The shared UID is not just a package management construct, it actually maps to a shared Linux UID at runtime as well. Here is an example of two system apps running under the system UID:

system    5901  9852  845708 40972 ffffffff 00000000 S com.android.settings
system 6201 9852 824756 22256 ffffffff 00000000 S com.android.keychain

The ultimate trust level on Android is, of course, running in the same process. Since apps that are part of the same shared UID already have the same Linux UID and can access the same system resources, this is not a problem. It can be requested by specifying the same process name in the process attribute of the <application/> element in the manifest for all apps that need to run in one process. While the obvious result of this is that the apps can share memory and communicate directly instead of using RPC, some system services allow special access to components running in the same process (for example direct access to cached passwords or getting authentication tokens without showing UI prompts). Google apps take advantage of this by requesting to run in the same process as the login service in order to be able to sync data in the background, without user interaction (e.g., Play Services and the Google location service).
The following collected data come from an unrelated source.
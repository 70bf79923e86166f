//! Output formats for report commands

use super::block_device::{NodeGroup, NodeGroupView};
use crate::error::{Error, Result};
use clap::ValueEnum;
use std::io::Write;

/// How a report is printed
#[derive(ValueEnum, Debug, Clone, Copy, Default, PartialEq, Eq)]
pub enum OutputFormat {
    /// Aligned tree table
    #[default]
    Table,
    Json,
    Yaml,
}

impl OutputFormat {
    pub fn is_table(&self) -> bool {
        *self == OutputFormat::Table
    }
}

impl std::fmt::Display for OutputFormat {
    fn fmt(&self, f: &mut std::fmt::Formatter<'_>) -> std::fmt::Result {
        match self {
            OutputFormat::Table => write!(f, "table"),
            OutputFormat::Json => write!(f, "json"),
            OutputFormat::Yaml => write!(f, "yaml"),
        }
    }
}

/// Serialize node groups as json or yaml.
///
/// Table output goes through [`super::table::render_table`]; asking for it
/// here is a configuration error.
pub fn write_node_groups<W: Write>(
    out: &mut W,
    groups: &[NodeGroup],
    format: OutputFormat,
) -> Result<()> {
    let views: Vec<NodeGroupView> = groups.iter().map(Into::into).collect();
    match format {
        OutputFormat::Yaml => serde_yaml::to_writer(&mut *out, &views)?,
        OutputFormat::Json => {
            serde_json::to_writer_pretty(&mut *out, &views)?;
            writeln!(out)?;
        }
        OutputFormat::Table => {
            return Err(Error::Configuration(
                "table output is not a serialization format".into(),
            ))
        }
    }
    Ok(())
}

#[cfg(test)]
mod tests {
    use super::*;
    use crate::crd::{BlockDevice, BlockDeviceSpec, NodeAttributes};
    use crate::report::block_device::group_by_node;
    use assert_matches::assert_matches;

    fn groups() -> Vec<NodeGroup> {
        let bd = BlockDevice::new(
            "bd-1",
            BlockDeviceSpec {
                node_attributes: NodeAttributes {
                    node_name: "worker-1".into(),
                },
                path: "/dev/sdb".into(),
                ..Default::default()
            },
        );
        group_by_node(vec![bd])
    }

    #[test]
    fn test_json_output() {
        let mut out = Vec::new();
        write_node_groups(&mut out, &groups(), OutputFormat::Json).unwrap();

        let value: serde_json::Value = serde_json::from_slice(&out).unwrap();
        assert_eq!(value[0]["node"], "worker-1");
        assert_eq!(value[0]["blockDevices"][0]["path"], "/dev/sdb");
        assert_eq!(value[0]["blockDevices"][0]["capacity"], "0 B");
    }

    #[test]
    fn test_yaml_output() {
        let mut out = Vec::new();
        write_node_groups(&mut out, &groups(), OutputFormat::Yaml).unwrap();

        let text = String::from_utf8(out).unwrap();
        assert!(text.contains("node: worker-1"));
        assert!(text.contains("name: bd-1"));
        assert!(text.contains("blockDevices:"));
    }

    #[test]
    fn test_table_format_is_rejected() {
        let mut out = Vec::new();
        let err = write_node_groups(&mut out, &groups(), OutputFormat::Table).unwrap_err();
        assert_matches!(err, Error::Configuration(_));
        assert!(out.is_empty());
    }

    #[test]
    fn test_output_format_display() {
        assert_eq!(format!("{}", OutputFormat::Table), "table");
        assert!(OutputFormat::default().is_table());
        assert!(!OutputFormat::Yaml.is_table());
    }
}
Naturally, they are signed withe same certificate and part of the com.google.uid.shared shared UID.

Summary

Android uses the Java JAR format for code signing, and signatures can be added to both application packages (APKs) and system update packages (OTA updates). While JAR signing is based on X.509 certificates and PKI, Android does not use or validate the signer certificates as such. They are treated as binary blobs and an exact byte match is required in order for the system to consider two packages signed by the same signer. Package signature matching is at the heart of the Android security model, used both to guarantee that package updates come from the same origin and when establishing inter-application trust relationships. Inter-app trust relationships can be created either using signature-level permissions (built-in or custom), or by allowing apps to share the same system UID and, optionally, process.